If Drive has one moral it would be "A man's gotta have a code". The hero of the movie is unnamed. Let's call him Driver (Ryan Gosling). Driver doesn't talk much. He lets his actions speak for him. Driver works in a garage owned by the garrulous Shannon (Bryan Cranston). Driver also works as a Hollywood stunt car driver, a racer and as a getaway driver for armed robbers.  Driver appears to be at peace with himself and the world.
Driver meets a pretty young woman Irene (Carey Mulligan) and her son when they have car trouble. As it turns out they are neighbors and Driver starts spending time with Irene. Again this moves slowly and naturally. They DON'T have sex.
Shannon is looking for the big score so he arranges for Driver to be backed in his racing by the mobsters Bernie Rose (Albert Brooks) and Nino (Ron Pearlman in a very menacing role). Bernie and Nino have loyalty to each other and that's the extent of their milk of human kindness. Unfortunately for Driver's future plans for Irene, her convict husband Standard (Oscar Isaac) is released from prison and is about as happy as you might expect he would be to find another man trying to shake his peach tree. He not so subtly warns Driver off. Driver complies. But not soon after Standard is badly beaten and must ask for Driver's help. This sets off a chain of events that cause all of Driver's carefully separated worlds to start to collapse together.


The lighting, attitude, acting and action of this movie are just superb. Top notch stuff. I wish there were more movies done like this. You really enjoy the quiet parts and the frantic parts of this movie. It uses dynamics in its pacing and storyline. This could have won an Oscar. Well maybe that's stretching it a bit but it's not just a drive-fast shoot-em-up movie. Gosling does a really good job here. Camera work excites without leaving you queasy. Albert Brooks and Ron Pearlman play off each other nicely as the gentleman gangster and unreconstructed thug, respectively. Check this one out. It's easily the best of today's group. No competition. Look for Christina Hendricks in a small role.
TRAILER





Phantom Punch
I hadn't seen anything by Robert Townsend in a very long time so I decided to check this out.
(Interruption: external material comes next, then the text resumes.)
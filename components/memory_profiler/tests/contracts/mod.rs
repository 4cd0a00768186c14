//! Contract tests: script-visible behaviour of a profiling session

mod profiling_contract;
This movie purports to tell the true story of Charles "Sonny" Liston, one time thug and mob heavy, one time heavyweight champion of the world, who lost two controversial fights to Muhammad Ali and later died in very suspicious circumstances. The film title refers to the widespread belief that Liston, at the behest of his mob backers, took a dive in the second fight.


This should have been a better movie than it was. It starred Ving Rhames as Sonny Liston. Although I can't immediately think of someone who could have theoretically better captured Liston's aura of menace and forboding, the harsh fact is that Rhames was a few years too old for this role. His acting was the best in the film but it wasn't enough. Phantom Punch is apparently low budget. The camera work is okay but the sets and lighting, with a few exceptions don't really hold up. I understand that a film about Liston does not want to focus on Ali. But given that Ali was known as "The Mouth From The South" for his nonstop chatter, mastery of the dozens and general ability to get under the skin of opponents, it doesn't make a lot of sense to have the actor playing Ali be virtually silent.
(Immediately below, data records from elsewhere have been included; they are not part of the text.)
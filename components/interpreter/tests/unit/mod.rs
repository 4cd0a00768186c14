//! Unit tests for probe language semantics

use std::cell::RefCell;
use std::rc::Rc;

use core_types::{
    ErrorKind, HostFunctions, ProfilerError, ProfilerResult, ProfilingContext, ProfilingRuntime,
    ScriptError, ScriptValue, StringFactory,
};
use interpreter::{ContextOptions, Interpreter};

struct NoHost;

impl HostFunctions for NoHost {
    fn call(&mut self, _: &mut dyn StringFactory, name: &str, _: &[ScriptValue]) -> ProfilerResult<ScriptValue> {
        Err(ProfilerError::usage(format!("unexpected host call {name}")))
    }
}

fn run(source: &str) -> ProfilerResult<ScriptValue> {
    let mut ctx = Interpreter::new().create_context()?;
    ctx.evaluate(source, "unit.js", 1, &mut NoHost)
}

fn eval(source: &str) -> ScriptValue {
    run(source).unwrap_or_else(|e| panic!("{source:?} failed: {e}"))
}

fn eval_str(source: &str) -> String {
    match eval(source) {
        ScriptValue::String(s) => s.as_str().to_owned(),
        other => panic!("{source:?} returned {other:?}"),
    }
}

fn script_error(source: &str) -> ScriptError {
    match run(source) {
        Err(ProfilerError::Script(e)) => e,
        other => panic!("{source:?} returned {other:?}"),
    }
}

fn printed(source: &str) -> Vec<String> {
    let lines = Rc::new(RefCell::new(Vec::new()));
    let sink = Rc::clone(&lines);
    let interpreter = Interpreter::new().with_print_handler(move |line| sink.borrow_mut().push(line.to_owned()));
    let mut ctx = interpreter.create_context().unwrap();
    ctx.evaluate(source, "unit.js", 1, &mut NoHost).unwrap();
    let result = lines.borrow().clone();
    result
}

// ============================================================================
// Expressions
// ============================================================================

#[test]
fn test_arithmetic_and_precedence() {
    assert_eq!(eval("1 + 2 * 3"), ScriptValue::Number(7.0));
    assert_eq!(eval("(1 + 2) * 3"), ScriptValue::Number(9.0));
    assert_eq!(eval("7 % 4 - 10 / 4"), ScriptValue::Number(0.5));
    assert_eq!(eval("-'3' + +'4'"), ScriptValue::Number(1.0));
}

#[test]
fn test_string_concatenation() {
    assert_eq!(eval_str("'id ' + 5"), "id 5");
    assert_eq!(eval_str("1 + 2 + 'x'"), "3x");
    assert_eq!(eval_str("'' + [1, 2] + {}"), "1,2[object Object]");
    assert_eq!(eval_str("'n' + 0.25 + null"), "n0.25null");
}

#[test]
fn test_comparison_and_equality() {
    assert_eq!(eval("1 < 2 && 'b' > 'a' && 2 >= 2"), ScriptValue::Boolean(true));
    assert_eq!(eval("'1' == 1"), ScriptValue::Boolean(true));
    assert_eq!(eval("'1' === 1"), ScriptValue::Boolean(false));
    assert_eq!(eval("null == undefined"), ScriptValue::Boolean(true));
    assert_eq!(eval("null !== undefined"), ScriptValue::Boolean(true));
    assert_eq!(eval("NaN == NaN"), ScriptValue::Boolean(false));
}

#[test]
fn test_logical_operators_short_circuit() {
    assert_eq!(eval("let hit = false; false && (hit = true); hit"), ScriptValue::Boolean(false));
    assert_eq!(eval_str("null || 'fallback'"), "fallback");
    assert_eq!(eval("0 ?? 5"), ScriptValue::Number(0.0));
    assert_eq!(eval("undefined ?? 5"), ScriptValue::Number(5.0));
    assert_eq!(eval_str("true ? 'yes' : 'no'"), "yes");
}

#[test]
fn test_typeof() {
    assert_eq!(eval_str("typeof 1"), "number");
    assert_eq!(eval_str("typeof null"), "object");
    assert_eq!(eval_str("typeof print"), "function");
    assert_eq!(eval_str("typeof neverDeclared"), "undefined");
    assert_eq!(eval_str("typeof [1]"), "object");
}

#[test]
fn test_in_operator() {
    assert_eq!(eval("'a' in {a: 1}"), ScriptValue::Boolean(true));
    assert_eq!(eval("1 in [5, 6]"), ScriptValue::Boolean(true));
    assert_eq!(eval("2 in [5, 6]"), ScriptValue::Boolean(false));
    assert_eq!(script_error("'a' in 5").kind, ErrorKind::TypeError);
}

// ============================================================================
// Statements and scoping
// ============================================================================

#[test]
fn test_completion_value_is_last_expression_statement() {
    assert_eq!(eval("let a = 1; a + 1; let b = 2;"), ScriptValue::Number(2.0));
    assert_eq!(eval("let x = 3;"), ScriptValue::Undefined);
    assert_eq!(eval("function f() { 99; return 1; } f(); 'done'"), ScriptValue::from("done"));
}

#[test]
fn test_function_hoisting_and_closures() {
    let source = "
        let counter = makeCounter();
        counter(); counter();
        counter()
        function makeCounter() {
            let count = 0;
            return function () { count = count + 1; return count; };
        }
    ";
    assert_eq!(eval(source), ScriptValue::Number(3.0));
}

#[test]
fn test_arrow_functions() {
    assert_eq!(eval("const sq = x => x * x; sq(4)"), ScriptValue::Number(16.0));
    assert_eq!(eval("const add = (a, b) => { return a + b; }; add(2, 3)"), ScriptValue::Number(5.0));
    assert_eq!(eval("((a, b) => b)(1)"), ScriptValue::Undefined);
}

#[test]
fn test_block_scoping_and_var() {
    assert_eq!(eval("let x = 1; { let x = 2; } x"), ScriptValue::Number(1.0));
    assert_eq!(eval("function f() { if (true) { var v = 7; } return v; } f()"), ScriptValue::Number(7.0));
    assert_eq!(eval("function g() { return typeof hoisted; var hoisted = 1; } g()"), ScriptValue::from("undefined"));
}

#[test]
fn test_const_assignment_is_type_error() {
    let err = script_error("const k = 1;\nk = 2;");
    assert_eq!(err.kind, ErrorKind::TypeError);
    assert_eq!(err.location.line, 2);
}

#[test]
fn test_implicit_global() {
    assert_eq!(eval("function f() { leaked = 4; } f(); leaked"), ScriptValue::Number(4.0));
}

#[test]
fn test_loops() {
    assert_eq!(eval("let s = 0; for (let i = 0; i < 5; i++) { s += i; } s"), ScriptValue::Number(10.0));
    assert_eq!(eval("let n = 0; while (true) { n++; if (n > 3) break; } n"), ScriptValue::Number(4.0));
    assert_eq!(
        eval("let odd = 0; for (let i = 0; i < 6; i++) { if (i % 2 == 0) continue; odd++; } odd"),
        ScriptValue::Number(3.0)
    );
    assert_eq!(eval_str("let out = ''; for (const v of ['a', 'b']) out += v; out"), "ab");
    assert_eq!(eval_str("let ks = []; for (const k in {x: 1, y: 2}) ks.push(k); ks.join('|')"), "x|y");
    assert_eq!(eval_str("let is = ''; for (let i in [7, 8]) is += i; is"), "01");
}

#[test]
fn test_return_from_inside_loop() {
    let source = "function find(xs) { for (const x of xs) { if (x > 2) return x; } return -1; } find([1, 5, 9])";
    assert_eq!(eval(source), ScriptValue::Number(5.0));
}

#[test]
fn test_for_of_non_iterable() {
    assert_eq!(script_error("for (const x of 5) {}").kind, ErrorKind::TypeError);
}

// ============================================================================
// Exceptions
// ============================================================================

#[test]
fn test_try_catch_binds_thrown_value() {
    assert_eq!(eval_str("let m; try { throw 'boom'; } catch (e) { m = e; } m"), "boom");
    assert_eq!(eval_str("let n; try { undefinedName; } catch (e) { n = e.name; } n"), "ReferenceError");
    assert_eq!(eval_str("let m; try { null.x; } catch (e) { m = e.message; } m"), "cannot read property 'x' of null");
}

#[test]
fn test_finally_runs() {
    assert_eq!(eval("let f = 0; try { f = 1; } finally { f = f + 10; } f"), ScriptValue::Number(11.0));
    assert_eq!(
        eval("function g() { try { return 1; } finally { hits = 1; } } let hits = 0; g() + hits"),
        ScriptValue::Number(2.0)
    );
}

#[test]
fn test_uncaught_throw_of_error_object() {
    let err = script_error("let a = 1;\nthrow {name: 'RangeError', message: 'out of range'};");
    assert_eq!(err.kind, ErrorKind::RangeError);
    assert_eq!(err.message, "out of range");
    assert_eq!(err.location.line, 2);
}

#[test]
fn test_not_a_function_message() {
    let err = script_error("let o = {};\no.missing();");
    assert_eq!(err.kind, ErrorKind::TypeError);
    assert_eq!(err.message, "o.missing is not a function");
}

#[test]
fn test_recursion_limit() {
    let interpreter = Interpreter::with_options(ContextOptions::default().with_max_call_depth(16));
    let mut ctx = interpreter.create_context().unwrap();
    let err = ctx.evaluate("function r(n) { return r(n + 1); } r(0)", "deep.js", 1, &mut NoHost).unwrap_err();
    match err {
        ProfilerError::Script(e) => assert_eq!(e.kind, ErrorKind::RangeError),
        other => panic!("unexpected {other:?}"),
    }
    let ok = ctx.evaluate("function d(n) { return n == 0 ? 0 : 1 + d(n - 1); } d(10)", "deep.js", 1, &mut NoHost);
    assert_eq!(ok.unwrap(), ScriptValue::Number(10.0));
}

#[test]
fn test_nesting_limit_is_a_syntax_error() {
    let source = format!("{}1{}", "(".repeat(50_000), ")".repeat(50_000));
    let err = script_error(&source);
    assert_eq!(err.kind, ErrorKind::SyntaxError);
    assert_eq!(err.message, "too much nesting");

    let interpreter = Interpreter::with_options(ContextOptions::default().with_max_nesting_depth(8));
    let mut ctx = interpreter.create_context().unwrap();
    let err = ctx.evaluate("[[[[[[[[1]]]]]]]]", "nest.js", 1, &mut NoHost).unwrap_err();
    assert!(matches!(err, ProfilerError::Script(e) if e.kind == ErrorKind::SyntaxError));
    assert_eq!(ctx.evaluate("[[1]].length", "nest.js", 1, &mut NoHost).unwrap(), ScriptValue::Number(1.0));
}

#[test]
fn test_eval_depth_limit() {
    let options = ContextOptions::default().with_max_call_depth(1000).with_max_eval_depth(64);
    let mut ctx = Interpreter::with_options(options).create_context().unwrap();
    let source = "function d(n) { return n == 0 ? 0 : 1 + d(n - 1); }\ntry { d(500) } catch (e) { e.name + ': ' + e.message }";
    let caught = ctx.evaluate(source, "deep.js", 1, &mut NoHost).unwrap();
    assert_eq!(caught.as_str(), Some("RangeError: too much recursion"));
    assert_eq!(ctx.evaluate("d(5)", "deep.js", 1, &mut NoHost).unwrap(), ScriptValue::Number(5.0));
}

#[test]
fn test_cyclic_values() {
    let err = script_error("let o = {};\no.self = o;\nJSON.stringify(o)");
    assert_eq!(err.kind, ErrorKind::TypeError);
    assert_eq!(err.message, "cyclic object value");
    assert_eq!(err.location.line, 3);

    assert_eq!(
        eval_str("let o = {}; o.self = o; try { JSON.stringify(o) } catch (e) { e.name }"),
        "TypeError"
    );
    assert_eq!(eval_str("let a = [1]; a.push(a); '' + a"), "1,");
    assert_eq!(eval_str("let a = [1, 2]; a.push(a); a.join('-')"), "1-2-");
    assert_eq!(printed("let a = []; a.push(a, 'x'); print(a)"), vec![",x"]);
}

// ============================================================================
// Builtins and methods
// ============================================================================

#[test]
fn test_print_joins_arguments() {
    assert_eq!(printed("print('a', 1, [2, 3], null)"), vec!["a 1 2,3 null"]);
    assert_eq!(printed("print(); print(1.5)"), vec!["", "1.5"]);
}

#[test]
fn test_json_stringify() {
    assert_eq!(eval_str("JSON.stringify({a: 1, b: [true, null], c: undefined})"), r#"{"a":1,"b":[true,null]}"#);
    assert_eq!(eval_str("JSON.stringify('q')"), r#""q""#);
    assert_eq!(eval_str("JSON.stringify({a: 1}, null, 2)"), "{\n  \"a\": 1\n}");
    assert_eq!(eval("JSON.stringify(undefined)"), ScriptValue::Undefined);
}

#[test]
fn test_object_keys() {
    assert_eq!(eval_str("Object.keys({z: 1, a: 2}).join()"), "z,a");
    assert_eq!(eval("Object.keys([4, 5]).length"), ScriptValue::Number(2.0));
    assert_eq!(script_error("Object.keys(null)").kind, ErrorKind::TypeError);
}

#[test]
fn test_parse_int() {
    assert_eq!(eval("parseInt('42')"), ScriptValue::Number(42.0));
    assert_eq!(eval("parseInt('ff', 16)"), ScriptValue::Number(255.0));
    assert_eq!(eval("parseInt(' 12 apples')"), ScriptValue::Number(12.0));
    assert_eq!(eval("isNaNResult = parseInt('x'); isNaNResult != isNaNResult"), ScriptValue::Boolean(true));
}

#[test]
fn test_seal_makes_values_read_only() {
    assert_eq!(eval("let o = seal({a: 1}); let r; try { o.a = 2; } catch (e) { r = e.name; } r + o.a"), ScriptValue::from("TypeError1"));
    assert_eq!(script_error("let a = seal([1]); a.push(2);").kind, ErrorKind::TypeError);
    assert_eq!(eval("seal(5)"), ScriptValue::Number(5.0));
}

#[test]
fn test_array_methods() {
    assert_eq!(eval("let a = [1]; a.push(2, 3)"), ScriptValue::Number(3.0));
    assert_eq!(eval_str("[1, null, 'x'].join('-')"), "1--x");
    assert_eq!(eval("[5, 6, 7].indexOf(7)"), ScriptValue::Number(2.0));
    assert_eq!(eval("[5, 6, 7].indexOf('7')"), ScriptValue::Number(-1.0));
    assert_eq!(eval_str("[1, 2, 3, 4].slice(1, -1).join()"), "2,3");
    assert_eq!(eval_str("[1, 2, 3].map(x => x * 2).join()"), "2,4,6");
    assert_eq!(eval_str("[1, 2, 3, 4].filter(x => x % 2 == 0).join()"), "2,4");
    assert_eq!(eval("let t = 0; [1, 2, 3].forEach((x, i) => { t += x * i; }); t"), ScriptValue::Number(8.0));
    assert_eq!(eval("[].length"), ScriptValue::Number(0.0));
}

#[test]
fn test_array_element_assignment_pads() {
    assert_eq!(eval("let a = []; a[2] = 'z'; a.length"), ScriptValue::Number(3.0));
    assert_eq!(eval("let a = []; a[2] = 'z'; a[0]"), ScriptValue::Undefined);
}

#[test]
fn test_string_methods() {
    assert_eq!(eval("'hello'.length"), ScriptValue::Number(5.0));
    assert_eq!(eval("'hello'.indexOf('l')"), ScriptValue::Number(2.0));
    assert_eq!(eval("'hello'.indexOf('z')"), ScriptValue::Number(-1.0));
    assert_eq!(eval_str("'hello'.slice(1, 3)"), "el");
    assert_eq!(eval_str("'hello'.slice(-3)"), "llo");
    assert_eq!(eval_str("'a,b,c'.split(',').join('+')"), "a+b+c");
    assert_eq!(eval_str("'abc'.split('').join(' ')"), "a b c");
    assert_eq!(eval_str("'abc'[1]"), "b");
}

#[test]
fn test_string_match() {
    assert_eq!(eval_str("'Function@12'.match('([A-Za-z]+)@(\\\\d+)')[2]"), "12");
    assert_eq!(eval("'abc'.match('z')"), ScriptValue::Null);
    assert_eq!(script_error("'abc'.match('(')").kind, ErrorKind::SyntaxError);
}

#[test]
fn test_out_of_memory_is_catchable() {
    let interpreter = Interpreter::with_options(ContextOptions::default().with_heap_limit(4096));
    let mut ctx = interpreter.create_context().unwrap();
    let source = "
        let caught = false;
        try {
            let s = 'x';
            while (true) { s = s + s; }
        } catch (e) {
            caught = e.name == 'InternalError';
        }
        caught
    ";
    assert_eq!(ctx.evaluate(source, "oom.js", 1, &mut NoHost).unwrap(), ScriptValue::Boolean(true));
}

#[test]
fn test_uncaught_out_of_memory_surfaces_original_error() {
    let interpreter = Interpreter::with_options(ContextOptions::default().with_heap_limit(1024));
    let mut ctx = interpreter.create_context().unwrap();
    let err = ctx
        .evaluate("let a = []; while (true) { a.push(1, 2, 3, 4); }", "oom.js", 1, &mut NoHost)
        .unwrap_err();
    assert!(matches!(err, ProfilerError::OutOfMemory { .. }));
}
The fights definitely don't convince the viewer as to authenticity. I mean they REALLY don't. Nick Turtorro plays Caesar Novak, Liston's direct mob handler. David Proval is the local mob boss. Stacey Dash plays Sonny's wife Geraldine, while Bridgette Wilson-Sampras is Caesar's girlfriend Farah. This movie suggests that Liston's demise was as much for personal (and classic) reasons related to Farah as it was for business ones. Generally this had a very made for TV/direct to DVD feel to it. There were some accurate depictions of incidents in Liston's life and of the open and casual racism of police officers and sportswriters. The film did have a strong sense of sadness and wasted talent which it could have investigated further. Phantom Punch made me want to learn more about Liston but it wasn't that entertaining (Dash and Sampras-Wilson in tight/revealing clothing aside)






Death to Smoochy
Okay just upfront, I liked this film a LOT.  It was however a complete box office disaster. I think the mixture of kids' shows, cynicism and mobsters was a bit too much for most people.
It is an adult comedy that centers around kids' shows. There is a tension here between TV producers and performers who are presumably trying to inculcate good, selfless behavior in children while at the same time fighting for ratings, raiding other shows for talent and generally behaving in all sorts of selfish, if not criminal ways.
One performer who has become thoroughly disillusioned by the whole sordid business is Rainbow Randolph (Robin Williams) the current popular host of a top ranked children's show.
Randolph is about this close to telling everyone where they can go and has long since lost any sense of happiness at entertaining children. He is only concerned about making sure his checks clear. When Randolph is busted in an FBI bribery sting operation, the self-serving station president Stokes (Jon Stewart) doesn't want to know him any more. The show's hard driving head producer Nora Wells (Catherine Keener) drops him.
The producers want a soft sap who won't make any waves and they think they've found what they need in Sheldon Mopes (Edward Norton) an earnestly submissive and irritatingly pleasant and optimistic young man who performs as Smoochy the Rhino. Mopes was playing to literally captive audiences in methadone clinics. This didn't bother him. Mopes is the kind of man who, if someone throws something heavy at his head, will reluctantly duck and then calmly ask if the assailant wants to talk about her feelings. There are reasons for his demeanor though.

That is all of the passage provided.